== THE DATA

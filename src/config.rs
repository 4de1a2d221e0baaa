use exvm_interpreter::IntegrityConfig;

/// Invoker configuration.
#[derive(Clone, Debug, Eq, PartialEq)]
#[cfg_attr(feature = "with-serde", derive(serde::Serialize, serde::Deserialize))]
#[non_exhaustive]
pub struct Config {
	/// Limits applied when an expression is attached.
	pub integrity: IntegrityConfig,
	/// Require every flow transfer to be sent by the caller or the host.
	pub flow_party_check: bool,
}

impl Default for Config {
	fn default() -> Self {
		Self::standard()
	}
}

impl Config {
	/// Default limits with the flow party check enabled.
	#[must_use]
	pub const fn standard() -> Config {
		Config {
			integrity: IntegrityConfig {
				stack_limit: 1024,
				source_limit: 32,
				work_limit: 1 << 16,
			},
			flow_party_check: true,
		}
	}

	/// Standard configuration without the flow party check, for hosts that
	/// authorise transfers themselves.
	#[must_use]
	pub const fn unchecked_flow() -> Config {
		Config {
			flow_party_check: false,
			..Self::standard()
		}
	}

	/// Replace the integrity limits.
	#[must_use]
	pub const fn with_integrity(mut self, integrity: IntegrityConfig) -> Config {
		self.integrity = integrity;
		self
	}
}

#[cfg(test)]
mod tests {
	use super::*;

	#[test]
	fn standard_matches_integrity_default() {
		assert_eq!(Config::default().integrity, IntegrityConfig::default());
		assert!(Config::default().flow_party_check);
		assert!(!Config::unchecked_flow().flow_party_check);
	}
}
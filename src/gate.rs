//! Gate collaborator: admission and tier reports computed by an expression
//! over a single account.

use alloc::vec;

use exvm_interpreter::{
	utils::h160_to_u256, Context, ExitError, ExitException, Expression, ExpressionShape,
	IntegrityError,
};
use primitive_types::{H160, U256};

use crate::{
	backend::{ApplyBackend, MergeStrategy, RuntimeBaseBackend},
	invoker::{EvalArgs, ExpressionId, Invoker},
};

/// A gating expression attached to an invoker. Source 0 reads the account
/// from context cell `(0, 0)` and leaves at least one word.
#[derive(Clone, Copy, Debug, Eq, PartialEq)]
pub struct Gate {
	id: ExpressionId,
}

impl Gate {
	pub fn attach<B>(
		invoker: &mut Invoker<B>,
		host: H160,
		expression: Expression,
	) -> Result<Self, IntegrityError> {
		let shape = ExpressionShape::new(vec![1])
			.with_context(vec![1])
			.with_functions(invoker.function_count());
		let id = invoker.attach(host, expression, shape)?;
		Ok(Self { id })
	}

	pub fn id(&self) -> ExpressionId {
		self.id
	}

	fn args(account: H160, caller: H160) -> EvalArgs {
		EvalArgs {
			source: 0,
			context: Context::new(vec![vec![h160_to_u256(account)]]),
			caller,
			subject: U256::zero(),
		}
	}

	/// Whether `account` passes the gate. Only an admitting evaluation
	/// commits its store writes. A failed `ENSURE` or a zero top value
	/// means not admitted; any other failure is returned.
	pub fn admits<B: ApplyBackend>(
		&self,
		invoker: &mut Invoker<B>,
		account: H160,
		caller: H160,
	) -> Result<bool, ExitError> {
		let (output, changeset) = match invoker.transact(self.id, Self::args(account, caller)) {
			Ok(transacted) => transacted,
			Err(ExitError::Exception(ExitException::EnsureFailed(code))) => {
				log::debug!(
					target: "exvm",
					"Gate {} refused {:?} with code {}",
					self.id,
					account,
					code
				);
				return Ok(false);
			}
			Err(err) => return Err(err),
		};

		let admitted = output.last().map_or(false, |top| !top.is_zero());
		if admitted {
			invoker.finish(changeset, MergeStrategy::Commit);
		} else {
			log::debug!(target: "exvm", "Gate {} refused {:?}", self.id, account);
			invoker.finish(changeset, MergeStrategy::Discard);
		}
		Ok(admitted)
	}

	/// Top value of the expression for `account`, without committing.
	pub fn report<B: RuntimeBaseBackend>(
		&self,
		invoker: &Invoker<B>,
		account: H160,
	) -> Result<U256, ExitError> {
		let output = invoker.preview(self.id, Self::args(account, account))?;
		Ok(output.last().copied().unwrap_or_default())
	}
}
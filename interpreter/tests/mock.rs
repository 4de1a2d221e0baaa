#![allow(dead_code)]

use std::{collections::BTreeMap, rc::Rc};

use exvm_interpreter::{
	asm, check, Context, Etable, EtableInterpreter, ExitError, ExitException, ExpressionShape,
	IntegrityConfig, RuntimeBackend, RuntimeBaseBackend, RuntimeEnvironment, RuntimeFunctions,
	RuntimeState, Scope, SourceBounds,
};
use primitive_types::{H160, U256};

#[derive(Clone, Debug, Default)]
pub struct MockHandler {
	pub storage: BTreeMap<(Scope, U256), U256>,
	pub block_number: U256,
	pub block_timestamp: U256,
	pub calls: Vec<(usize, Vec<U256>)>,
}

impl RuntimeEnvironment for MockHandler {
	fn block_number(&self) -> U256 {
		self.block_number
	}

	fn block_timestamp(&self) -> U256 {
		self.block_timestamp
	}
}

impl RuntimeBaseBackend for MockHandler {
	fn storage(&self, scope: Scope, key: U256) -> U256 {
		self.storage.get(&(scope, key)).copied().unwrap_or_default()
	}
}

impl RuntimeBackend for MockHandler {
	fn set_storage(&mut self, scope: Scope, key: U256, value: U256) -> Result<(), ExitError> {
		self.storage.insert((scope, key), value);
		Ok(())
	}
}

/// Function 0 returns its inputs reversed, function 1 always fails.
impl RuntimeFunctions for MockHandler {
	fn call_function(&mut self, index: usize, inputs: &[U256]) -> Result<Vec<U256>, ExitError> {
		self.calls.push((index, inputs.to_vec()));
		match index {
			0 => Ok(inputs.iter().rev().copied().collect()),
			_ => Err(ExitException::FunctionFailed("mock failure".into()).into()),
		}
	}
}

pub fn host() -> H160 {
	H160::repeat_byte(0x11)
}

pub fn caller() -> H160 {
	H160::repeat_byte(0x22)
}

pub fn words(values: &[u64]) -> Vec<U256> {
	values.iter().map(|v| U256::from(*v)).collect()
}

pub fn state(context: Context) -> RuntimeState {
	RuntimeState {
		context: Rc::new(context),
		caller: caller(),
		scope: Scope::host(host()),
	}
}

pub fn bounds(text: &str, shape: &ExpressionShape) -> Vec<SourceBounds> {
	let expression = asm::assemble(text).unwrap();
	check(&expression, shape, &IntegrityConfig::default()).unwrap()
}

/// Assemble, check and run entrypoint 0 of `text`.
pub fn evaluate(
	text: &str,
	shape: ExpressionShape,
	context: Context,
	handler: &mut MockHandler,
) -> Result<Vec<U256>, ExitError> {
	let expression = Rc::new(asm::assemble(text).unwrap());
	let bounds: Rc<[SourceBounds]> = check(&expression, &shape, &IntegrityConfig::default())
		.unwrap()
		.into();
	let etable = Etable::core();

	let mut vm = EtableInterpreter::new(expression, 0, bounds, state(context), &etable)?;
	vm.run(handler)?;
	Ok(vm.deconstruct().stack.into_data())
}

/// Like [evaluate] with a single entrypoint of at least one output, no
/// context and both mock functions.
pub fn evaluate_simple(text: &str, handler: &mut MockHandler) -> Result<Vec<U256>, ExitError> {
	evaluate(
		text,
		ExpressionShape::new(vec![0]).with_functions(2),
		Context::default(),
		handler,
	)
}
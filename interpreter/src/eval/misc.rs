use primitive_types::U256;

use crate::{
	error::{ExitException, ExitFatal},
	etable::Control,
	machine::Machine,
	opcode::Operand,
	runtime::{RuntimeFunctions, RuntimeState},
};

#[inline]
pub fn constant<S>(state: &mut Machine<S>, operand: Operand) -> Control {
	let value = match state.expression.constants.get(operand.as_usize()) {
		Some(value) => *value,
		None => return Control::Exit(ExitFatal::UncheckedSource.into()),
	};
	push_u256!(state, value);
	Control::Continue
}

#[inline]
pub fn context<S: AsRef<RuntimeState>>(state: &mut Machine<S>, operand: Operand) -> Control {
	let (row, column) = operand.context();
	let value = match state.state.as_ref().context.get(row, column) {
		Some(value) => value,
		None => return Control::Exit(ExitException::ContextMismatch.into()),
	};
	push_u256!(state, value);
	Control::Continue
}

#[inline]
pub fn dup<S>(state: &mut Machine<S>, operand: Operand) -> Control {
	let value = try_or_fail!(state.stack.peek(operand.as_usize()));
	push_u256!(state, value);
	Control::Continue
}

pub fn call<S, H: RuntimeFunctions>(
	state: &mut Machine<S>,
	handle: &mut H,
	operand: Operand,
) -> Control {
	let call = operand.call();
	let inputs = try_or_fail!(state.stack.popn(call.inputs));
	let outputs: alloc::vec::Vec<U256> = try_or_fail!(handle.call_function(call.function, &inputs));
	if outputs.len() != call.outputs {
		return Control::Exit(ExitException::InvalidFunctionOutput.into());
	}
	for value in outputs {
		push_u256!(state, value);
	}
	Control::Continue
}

====

In the lines above, find the word "None" and copy each line that contains it.

EXERCISE ANSWER:
		None => return Control::Exit(ExitFatal::UncheckedSource.into()),
		None => return Control::Exit(ExitException::ContextMismatch.into()),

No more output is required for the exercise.